■ PROBLEM DESCRIPTION ■
Transcribe exactly each line of the entries, from the opening line to the line with "pub struct SqliteEmittedStore", with both of those lines included.

■ INFORMATION ■
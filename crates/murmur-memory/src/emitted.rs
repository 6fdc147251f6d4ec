//! SQLite record of already-published content.

use crate::exact::parse_timestamp;
use async_trait::async_trait;
use chrono::Utc;
use murmur_types::error::{MurmurError, MurmurResult};
use murmur_types::memory::{EmittedContentRecord, EmittedContentStore};
use rusqlite::Connection;
use std::sync::{Arc, Mutex};

/// Append-only emitted-content store backed by SQLite.
#[derive(Clone)]
pub struct SqliteEmittedStore {
    conn: Arc<Mutex<Connection>>,
}

impl SqliteEmittedStore {
    pub fn new(conn: Arc<Mutex<Connection>>) -> Self {
        Self { conn }
    }

    pub fn contains(&self, normalized_text: &str) -> MurmurResult<bool> {
        let conn = self
            .conn
            .lock()
            .map_err(|e| MurmurError::Internal(e.to_string()))?;
        let n: i64 = conn
            .query_row(
                "SELECT COUNT(*) FROM emitted_content WHERE normalized_text = ?1",
                rusqlite::params![normalized_text],
                |row| row.get(0),
            )
            .map_err(|e| MurmurError::Memory(e.to_string()))?;
        Ok(n > 0)
    }

    /// Insert unless present; returns whether a row was added.
    pub fn insert(&self, normalized_text: &str) -> MurmurResult<bool> {
        let conn = self
            .conn
            .lock()
            .map_err(|e| MurmurError::Internal(e.to_string()))?;
        let changed = conn
            .execute(
                "INSERT OR IGNORE INTO emitted_content (normalized_text, created_at) VALUES (?1, ?2)",
                rusqlite::params![normalized_text, Utc::now().to_rfc3339()],
            )
            .map_err(|e| MurmurError::Memory(e.to_string()))?;
        Ok(changed == 1)
    }

    /// Most recently emitted content, newest first.
    pub fn recent(&self, limit: usize) -> MurmurResult<Vec<EmittedContentRecord>> {
        let conn = self
            .conn
            .lock()
            .map_err(|e| MurmurError::Internal(e.to_string()))?;
        let mut stmt = conn
            .prepare(
                "SELECT normalized_text, created_at FROM emitted_content
                 ORDER BY rowid DESC LIMIT ?1",
            )
            .map_err(|e| MurmurError::Memory(e.to_string()))?;
        let rows = stmt
            .query_map(rusqlite::params![limit as i64], |row| {
                Ok((row.get::<_, String>(0)?, row.get::<_, String>(1)?))
            })
            .map_err(|e| MurmurError::Memory(e.to_string()))?;

        let mut records = Vec::new();
        for row in rows {
            let (normalized_text, created_str) =
                row.map_err(|e| MurmurError::Memory(e.to_string()))?;
            records.push(EmittedContentRecord {
                normalized_text,
                created_at: parse_timestamp(&created_str),
            });
        }
        Ok(records)
    }

    pub fn count(&self) -> MurmurResult<u64> {
        let conn = self
            .conn
            .lock()
            .map_err(|e| MurmurError::Internal(e.to_string()))?;
        let n: i64 = conn
            .query_row("SELECT COUNT(*) FROM emitted_content", [], |row| row.get(0))
            .map_err(|e| MurmurError::Memory(e.to_string()))?;
        Ok(n as u64)
    }
}

#[async_trait]
impl EmittedContentStore for SqliteEmittedStore {
    async fn exists(&self, normalized_text: &str) -> MurmurResult<bool> {
        self.contains(normalized_text)
    }

    async fn insert_if_absent(&self, normalized_text: &str) -> MurmurResult<bool> {
        self.insert(normalized_text)
    }
}
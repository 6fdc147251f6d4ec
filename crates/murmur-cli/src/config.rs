//! Configuration loading for the `murmur` binary.

use murmur_types::config::{murmur_home, MurmurConfig};
use std::path::{Path, PathBuf};
use tracing::{info, warn};

pub fn default_config_path() -> PathBuf {
    murmur_home().join("config.toml")
}

/// Load configuration from `path` (or `~/.murmur/config.toml`).
///
/// A missing file yields defaults. An unreadable or malformed file is logged
/// and also yields defaults; semantic checks happen later in `validate()`.
pub fn load_config(path: Option<&Path>) -> MurmurConfig {
    let config_path = path
        .map(|p| p.to_path_buf())
        .unwrap_or_else(default_config_path);

    if !config_path.exists() {
        info!(path = %config_path.display(), "Config file not found, using defaults");
        return MurmurConfig::default();
    }

    match std::fs::read_to_string(&config_path) {
        Ok(contents) => match toml::from_str::<MurmurConfig>(&contents) {
            Ok(config) => {
                info!(path = %config_path.display(), "Loaded configuration");
                config
            }
            Err(e) => {
                warn!(
                    error = %e,
                    path = %config_path.display(),
                    "Failed to parse config, using defaults"
                );
                MurmurConfig::default()
            }
        },
        Err(e) => {
            warn!(
                error = %e,
                path = %config_path.display(),
                "Failed to read config file, using defaults"
            );
            MurmurConfig::default()
        }
    }
}
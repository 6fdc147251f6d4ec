//! Deterministic context classification and text normalization.
//!
//! Classification is rule-based: each dimension walks a fixed, ordered list
//! of keyword groups and the first group with a hit wins. There is no
//! scoring. Lookup and admission both call [`classify`] on the normalized
//! text, so they always agree on the context key.

use murmur_types::context::{ContextKey, Intent, Tone, Topic};

/// Trim and lower-case. Idempotent.
pub fn normalize(text: &str) -> String {
    text.trim().to_lowercase()
}

/// Words that make a text a question wherever they appear.
const INTERROGATIVES: &[&str] = &[
    "what", "why", "how", "when", "where", "who", "whom", "whose", "which",
];

/// Auxiliaries that make a text a question when they lead it ("is it big").
const LEADING_AUXILIARIES: &[&str] = &[
    "is", "are", "am", "was", "were", "do", "does", "did", "can", "could", "will", "would",
    "should", "shall",
];

/// Topic groups in priority order. First match wins.
const TOPIC_RULES: &[(Topic, &[&str])] = &[
    (
        Topic::Crypto,
        &[
            "crypto", "bitcoin", "btc", "ethereum", "eth", "solana", "sol", "blockchain",
            "token", "tokens", "nft", "nfts", "defi", "wallet", "memecoin", "altcoin", "hodl",
            "airdrop", "web3", "doge",
        ],
    ),
    (
        Topic::StarWars,
        &[
            "star wars", "jedi", "sith", "mandalorian", "mando", "beskar", "yoda", "grogu",
            "vader", "skywalker", "lightsaber", "death star", "wookiee", "tatooine",
            "the force", "stormtrooper", "boba fett",
        ],
    ),
    (
        Topic::Anime,
        &[
            "anime", "manga", "naruto", "one piece", "goku", "dragon ball", "ghibli", "otaku",
            "attack on titan", "waifu", "shonen", "isekai",
        ],
    ),
    (
        Topic::Music,
        &[
            "music", "song", "songs", "album", "rapper", "band", "concert", "playlist",
            "lyrics", "guitar", "spotify", "beat", "single",
        ],
    ),
    (
        Topic::Movie,
        &[
            "movie", "movies", "film", "films", "cinema", "director", "oscar", "oscars",
            "trailer", "box office", "sequel", "netflix", "hollywood",
        ],
    ),
    (
        Topic::Celebrity,
        &[
            "celebrity", "celeb", "famous", "kardashian", "taylor swift", "red carpet",
            "paparazzi", "influencer", "gossip",
        ],
    ),
    (
        Topic::Tech,
        &[
            "tech", "ai", "software", "code", "coding", "programming", "computer", "gpu",
            "chip", "startup", "app", "robot", "server", "nvidia", "llm", "rust",
        ],
    ),
    (
        Topic::Alien,
        &[
            "alien", "aliens", "ufo", "ufos", "extraterrestrial", "area 51", "martian",
            "abduction", "uap",
        ],
    ),
    (
        Topic::PopCulture,
        &[
            "meme", "memes", "viral", "trend", "trending", "tiktok", "pop culture", "fandom",
            "marvel", "superhero", "video game", "gaming",
        ],
    ),
];

/// Tone groups in priority order. First match wins.
const TONE_RULES: &[(Tone, &[&str])] = &[
    (
        Tone::Empathetic,
        &[
            "sorry", "sad", "lost", "miss you", "hurt", "grief", "condolences", "struggling",
            "depressed", "lonely", "rip", "heartbroken", "tough day", ":(", "💔",
        ],
    ),
    (
        Tone::Playful,
        &[
            "lol", "lmao", "haha", "hehe", "funny", "joke", "wen", "vibes", "gm", "😂", "🚀",
            "🤣", ";)",
        ],
    ),
    (
        Tone::Serious,
        &[
            "serious", "seriously", "important", "urgent", "warning", "scam", "security",
            "hack", "hacked", "danger", "legal", "risk", "honestly",
        ],
    ),
];

/// Classify text into its context key. Pure and total.
pub fn classify(text: &str) -> ContextKey {
    let normalized = normalize(text);
    let tokens = tokenize(&normalized);
    ContextKey {
        intent: classify_intent(&normalized, &tokens),
        topic: first_match(TOPIC_RULES, &normalized, &tokens).unwrap_or(Topic::Other),
        tone: first_match(TONE_RULES, &normalized, &tokens).unwrap_or(Tone::Neutral),
    }
}

fn classify_intent(normalized: &str, tokens: &[&str]) -> Intent {
    if normalized.contains('?') {
        return Intent::Question;
    }
    if tokens.iter().any(|t| INTERROGATIVES.contains(t)) {
        return Intent::Question;
    }
    match tokens.first() {
        Some(first) if LEADING_AUXILIARIES.contains(first) => Intent::Question,
        _ => Intent::Statement,
    }
}

fn first_match<T: Copy>(rules: &[(T, &[&str])], normalized: &str, tokens: &[&str]) -> Option<T> {
    rules
        .iter()
        .find(|(_, keywords)| keywords.iter().any(|kw| keyword_hit(kw, normalized, tokens)))
        .map(|(value, _)| *value)
}

/// Word keywords match whole tokens (or a contiguous token run for phrases);
/// symbol keywords such as emoji match as substrings.
fn keyword_hit(keyword: &str, normalized: &str, tokens: &[&str]) -> bool {
    let is_word = keyword
        .chars()
        .all(|c| c.is_alphanumeric() || c == ' ');
    if !is_word {
        return normalized.contains(keyword);
    }
    let phrase: Vec<&str> = keyword.split(' ').collect();
    if phrase.len() == 1 {
        return tokens.contains(&keyword);
    }
    tokens.windows(phrase.len()).any(|w| w == phrase.as_slice())
}

fn tokenize(normalized: &str) -> Vec<&str> {
    normalized
        .split(|c: char| !c.is_alphanumeric())
        .filter(|t| !t.is_empty())
        .collect()
}
//! Murmur CLI: inspect and drive a persona's reply memory from the terminal.
//!
//! Every command prints JSON to stdout; logs go to stderr.

mod cli;
mod cmd;
mod config;

use crate::cli::{Cli, Commands};
use crate::cmd::Session;
use clap::Parser;
use murmur_types::error::{MurmurError, MurmurResult};

fn init_tracing_stderr() {
    tracing_subscriber::fmt()
        .with_env_filter(
            tracing_subscriber::EnvFilter::try_from_default_env()
                .unwrap_or_else(|_| tracing_subscriber::EnvFilter::new("info")),
        )
        .with_writer(std::io::stderr)
        .init();
}

fn main() {
    let cli = Cli::parse();
    init_tracing_stderr();

    if let Err(e) = run(cli) {
        eprintln!("Error: {e}");
        std::process::exit(1);
    }
}

fn run(cli: Cli) -> MurmurResult<()> {
    let output = match cli.command {
        // Pure function of the text; no database needed.
        Commands::Classify { text } => cmd::memory::classify(&text),
        command => {
            let config = config::load_config(cli.config.as_deref());
            let session = Session::open(config, &cli.actor)?;
            let rt = tokio::runtime::Runtime::new()?;
            rt.block_on(cmd::execute(&session, command))?
        }
    };

    let rendered = serde_json::to_string_pretty(&output)
        .map_err(|e| MurmurError::Serialization(e.to_string()))?;
    println!("{rendered}");
    Ok(())
}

■ WORKED SOLUTION ■
filename crates/murmur-memory/src/emitted.rs
repository 6fdc147251f6d4ec
//! SQLite record of already-published content.

use crate::exact::parse_timestamp;
use async_trait::async_trait;
use chrono::Utc;
use murmur_types::error::{MurmurError, MurmurResult};
use murmur_types::memory::{EmittedContentRecord, EmittedContentStore};
use rusqlite::Connection;
use std::sync::{Arc, Mutex};

/// Append-only emitted-content store backed by SQLite.
#[derive(Clone)]
pub struct SqliteEmittedStore {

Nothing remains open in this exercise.